THE DATA
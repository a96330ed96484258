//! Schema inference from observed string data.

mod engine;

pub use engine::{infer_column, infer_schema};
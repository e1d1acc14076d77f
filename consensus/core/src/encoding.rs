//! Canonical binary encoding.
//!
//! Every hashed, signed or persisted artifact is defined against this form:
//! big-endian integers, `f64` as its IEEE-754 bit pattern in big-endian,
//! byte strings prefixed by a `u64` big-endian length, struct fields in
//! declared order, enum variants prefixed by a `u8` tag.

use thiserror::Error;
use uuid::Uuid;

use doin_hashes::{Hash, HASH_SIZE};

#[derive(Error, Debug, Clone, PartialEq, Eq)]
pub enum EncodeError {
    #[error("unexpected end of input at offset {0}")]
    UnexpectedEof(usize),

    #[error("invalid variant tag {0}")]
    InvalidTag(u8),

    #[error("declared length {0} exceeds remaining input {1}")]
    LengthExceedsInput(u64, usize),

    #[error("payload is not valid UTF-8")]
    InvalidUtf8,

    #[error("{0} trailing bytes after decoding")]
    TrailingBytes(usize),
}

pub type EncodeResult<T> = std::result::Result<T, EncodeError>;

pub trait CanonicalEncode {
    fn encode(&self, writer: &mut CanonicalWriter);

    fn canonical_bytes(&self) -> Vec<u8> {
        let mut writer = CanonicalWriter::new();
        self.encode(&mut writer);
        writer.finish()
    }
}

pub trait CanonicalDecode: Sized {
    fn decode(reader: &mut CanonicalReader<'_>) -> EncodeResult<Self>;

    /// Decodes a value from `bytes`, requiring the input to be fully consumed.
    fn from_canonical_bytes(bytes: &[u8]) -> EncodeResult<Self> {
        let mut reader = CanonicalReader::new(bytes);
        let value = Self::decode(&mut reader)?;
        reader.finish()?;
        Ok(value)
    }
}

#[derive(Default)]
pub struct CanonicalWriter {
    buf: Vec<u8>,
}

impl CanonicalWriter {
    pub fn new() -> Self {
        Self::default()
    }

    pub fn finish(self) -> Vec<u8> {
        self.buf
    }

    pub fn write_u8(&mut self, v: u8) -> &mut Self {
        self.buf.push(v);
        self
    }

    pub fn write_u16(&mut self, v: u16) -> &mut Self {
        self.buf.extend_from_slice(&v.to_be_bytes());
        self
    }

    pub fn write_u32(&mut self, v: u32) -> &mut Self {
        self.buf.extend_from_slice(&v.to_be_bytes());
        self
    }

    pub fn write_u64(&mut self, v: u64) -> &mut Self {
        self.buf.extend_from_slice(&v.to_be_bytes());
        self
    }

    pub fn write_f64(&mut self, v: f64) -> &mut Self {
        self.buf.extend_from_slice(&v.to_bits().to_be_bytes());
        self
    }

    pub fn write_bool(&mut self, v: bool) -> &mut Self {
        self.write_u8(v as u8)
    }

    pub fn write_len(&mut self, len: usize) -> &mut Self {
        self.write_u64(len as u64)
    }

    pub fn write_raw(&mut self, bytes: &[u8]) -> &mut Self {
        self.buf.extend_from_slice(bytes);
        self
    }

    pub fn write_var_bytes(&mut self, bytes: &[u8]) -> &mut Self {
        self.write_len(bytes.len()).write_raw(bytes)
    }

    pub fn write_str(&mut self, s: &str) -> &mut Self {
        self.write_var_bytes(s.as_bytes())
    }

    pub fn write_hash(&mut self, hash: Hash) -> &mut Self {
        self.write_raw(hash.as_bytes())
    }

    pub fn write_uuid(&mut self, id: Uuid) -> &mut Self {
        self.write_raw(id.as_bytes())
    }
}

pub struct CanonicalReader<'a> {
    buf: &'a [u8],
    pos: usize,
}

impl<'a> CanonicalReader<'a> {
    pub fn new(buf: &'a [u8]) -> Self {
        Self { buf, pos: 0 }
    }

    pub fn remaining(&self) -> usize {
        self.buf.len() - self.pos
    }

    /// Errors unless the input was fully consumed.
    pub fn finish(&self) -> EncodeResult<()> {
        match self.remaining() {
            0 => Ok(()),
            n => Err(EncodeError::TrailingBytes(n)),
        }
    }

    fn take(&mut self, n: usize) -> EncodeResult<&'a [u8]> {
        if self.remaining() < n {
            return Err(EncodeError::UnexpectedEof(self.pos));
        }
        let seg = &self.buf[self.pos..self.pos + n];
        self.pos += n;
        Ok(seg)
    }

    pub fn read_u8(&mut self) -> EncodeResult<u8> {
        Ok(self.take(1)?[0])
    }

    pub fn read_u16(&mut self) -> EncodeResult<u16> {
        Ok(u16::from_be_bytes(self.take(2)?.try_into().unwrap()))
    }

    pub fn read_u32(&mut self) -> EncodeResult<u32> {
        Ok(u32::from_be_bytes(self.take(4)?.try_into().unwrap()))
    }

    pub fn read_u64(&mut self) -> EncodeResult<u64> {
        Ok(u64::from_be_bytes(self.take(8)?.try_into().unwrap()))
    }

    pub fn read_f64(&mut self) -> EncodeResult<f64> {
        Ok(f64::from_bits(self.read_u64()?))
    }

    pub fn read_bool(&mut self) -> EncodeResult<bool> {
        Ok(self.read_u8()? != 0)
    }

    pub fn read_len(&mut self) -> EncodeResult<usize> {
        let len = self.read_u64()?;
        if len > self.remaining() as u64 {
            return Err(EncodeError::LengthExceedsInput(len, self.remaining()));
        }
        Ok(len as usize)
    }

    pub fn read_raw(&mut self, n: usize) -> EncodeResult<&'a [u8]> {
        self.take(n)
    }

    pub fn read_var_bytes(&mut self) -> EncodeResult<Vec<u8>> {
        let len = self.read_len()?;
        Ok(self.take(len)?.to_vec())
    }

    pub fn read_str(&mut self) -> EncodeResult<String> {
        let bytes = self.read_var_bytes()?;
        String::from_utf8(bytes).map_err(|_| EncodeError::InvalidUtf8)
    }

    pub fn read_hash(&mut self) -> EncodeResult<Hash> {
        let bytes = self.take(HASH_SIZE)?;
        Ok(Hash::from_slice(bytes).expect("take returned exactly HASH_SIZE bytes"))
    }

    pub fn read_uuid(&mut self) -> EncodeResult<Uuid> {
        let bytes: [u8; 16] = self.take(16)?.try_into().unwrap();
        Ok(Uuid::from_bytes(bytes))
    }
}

WHAT YOU ARE ASKED TO DO
Return all of the material exactly as written, from the first line through the last.

OUTPUT FOR THIS TASK
repository a96330ed96484258
//! Schema inference from observed string data.

mod engine;

pub use engine::{infer_column, infer_schema};
repository e1d1acc14076d77f
filename consensus/core/src/encoding.rs
//! Canonical binary encoding.
//!
//! Every hashed, signed or persisted artifact is defined against this form:
//! big-endian integers, `f64` as its IEEE-754 bit pattern in big-endian,
//! byte strings prefixed by a `u64` big-endian length, struct fields in
//! declared order, enum variants prefixed by a `u8` tag.

use thiserror::Error;
use uuid::Uuid;

use doin_hashes::{Hash, HASH_SIZE};

#[derive(Error, Debug, Clone, PartialEq, Eq)]
pub enum EncodeError {
    #[error("unexpected end of input at offset {0}")]
    UnexpectedEof(usize),

    #[error("invalid variant tag {0}")]
    InvalidTag(u8),

    #[error("declared length {0} exceeds remaining input {1}")]
    LengthExceedsInput(u64, usize),

    #[error("payload is not valid UTF-8")]
    InvalidUtf8,

    #[error("{0} trailing bytes after decoding")]
    TrailingBytes(usize),
}

pub type EncodeResult<T> = std::result::Result<T, EncodeError>;

pub trait CanonicalEncode {
    fn encode(&self, writer: &mut CanonicalWriter);

    fn canonical_bytes(&self) -> Vec<u8> {
        let mut writer = CanonicalWriter::new();
        self.encode(&mut writer);
        writer.finish()
    }
}

pub trait CanonicalDecode: Sized {
    fn decode(reader: &mut CanonicalReader<'_>) -> EncodeResult<Self>;

    /// Decodes a value from `bytes`, requiring the input to be fully consumed.
    fn from_canonical_bytes(bytes: &[u8]) -> EncodeResult<Self> {
        let mut reader = CanonicalReader::new(bytes);
        let value = Self::decode(&mut reader)?;
        reader.finish()?;
        Ok(value)
    }
}

#[derive(Default)]
pub struct CanonicalWriter {
    buf: Vec<u8>,
}

impl CanonicalWriter {
    pub fn new() -> Self {
        Self::default()
    }

    pub fn finish(self) -> Vec<u8> {
        self.buf
    }

    pub fn write_u8(&mut self, v: u8) -> &mut Self {
        self.buf.push(v);
        self
    }

    pub fn write_u16(&mut self, v: u16) -> &mut Self {
        self.buf.extend_from_slice(&v.to_be_bytes());
        self
    }

    pub fn write_u32(&mut self, v: u32) -> &mut Self {
        self.buf.extend_from_slice(&v.to_be_bytes());
        self
    }

    pub fn write_u64(&mut self, v: u64) -> &mut Self {
        self.buf.extend_from_slice(&v.to_be_bytes());
        self
    }

    pub fn write_f64(&mut self, v: f64) -> &mut Self {
        self.buf.extend_from_slice(&v.to_bits().to_be_bytes());
        self
    }

    pub fn write_bool(&mut self, v: bool) -> &mut Self {
        self.write_u8(v as u8)
    }

    pub fn write_len(&mut self, len: usize) -> &mut Self {
        self.write_u64(len as u64)
    }

    pub fn write_raw(&mut self, bytes: &[u8]) -> &mut Self {
        self.buf.extend_from_slice(bytes);
        self
    }

    pub fn write_var_bytes(&mut self, bytes: &[u8]) -> &mut Self {
        self.write_len(bytes.len()).write_raw(bytes)
    }

    pub fn write_str(&mut self, s: &str) -> &mut Self {
        self.write_var_bytes(s.as_bytes())
    }

    pub fn write_hash(&mut self, hash: Hash) -> &mut Self {
        self.write_raw(hash.as_bytes())
    }

    pub fn write_uuid(&mut self, id: Uuid) -> &mut Self {
        self.write_raw(id.as_bytes())
    }
}

pub struct CanonicalReader<'a> {
    buf: &'a [u8],
    pos: usize,
}

impl<'a> CanonicalReader<'a> {
    pub fn new(buf: &'a [u8]) -> Self {
        Self { buf, pos: 0 }
    }

    pub fn remaining(&self) -> usize {
        self.buf.len() - self.pos
    }

    /// Errors unless the input was fully consumed.
    pub fn finish(&self) -> EncodeResult<()> {
        match self.remaining() {
            0 => Ok(()),
            n => Err(EncodeError::TrailingBytes(n)),
        }
    }

    fn take(&mut self, n: usize) -> EncodeResult<&'a [u8]> {
        if self.remaining() < n {
            return Err(EncodeError::UnexpectedEof(self.pos));
        }
        let seg = &self.buf[self.pos..self.pos + n];
        self.pos += n;
        Ok(seg)
    }

    pub fn read_u8(&mut self) -> EncodeResult<u8> {
        Ok(self.take(1)?[0])
    }

    pub fn read_u16(&mut self) -> EncodeResult<u16> {
        Ok(u16::from_be_bytes(self.take(2)?.try_into().unwrap()))
    }

    pub fn read_u32(&mut self) -> EncodeResult<u32> {
        Ok(u32::from_be_bytes(self.take(4)?.try_into().unwrap()))
    }

    pub fn read_u64(&mut self) -> EncodeResult<u64> {
        Ok(u64::from_be_bytes(self.take(8)?.try_into().unwrap()))
    }

    pub fn read_f64(&mut self) -> EncodeResult<f64> {
        Ok(f64::from_bits(self.read_u64()?))
    }

    pub fn read_bool(&mut self) -> EncodeResult<bool> {
        Ok(self.read_u8()? != 0)
    }

    pub fn read_len(&mut self) -> EncodeResult<usize> {
        let len = self.read_u64()?;
        if len > self.remaining() as u64 {
            return Err(EncodeError::LengthExceedsInput(len, self.remaining()));
        }
        Ok(len as usize)
    }

    pub fn read_raw(&mut self, n: usize) -> EncodeResult<&'a [u8]> {
        self.take(n)
    }

    pub fn read_var_bytes(&mut self) -> EncodeResult<Vec<u8>> {
        let len = self.read_len()?;
        Ok(self.take(len)?.to_vec())
    }

    pub fn read_str(&mut self) -> EncodeResult<String> {
        let bytes = self.read_var_bytes()?;
        String::from_utf8(bytes).map_err(|_| EncodeError::InvalidUtf8)
    }

    pub fn read_hash(&mut self) -> EncodeResult<Hash> {
        let bytes = self.take(HASH_SIZE)?;
        Ok(Hash::from_slice(bytes).expect("take returned exactly HASH_SIZE bytes"))
    }

    pub fn read_uuid(&mut self) -> EncodeResult<Uuid> {
        let bytes: [u8; 16] = self.take(16)?.try_into().unwrap();
        Ok(Uuid::from_bytes(bytes))
    }
}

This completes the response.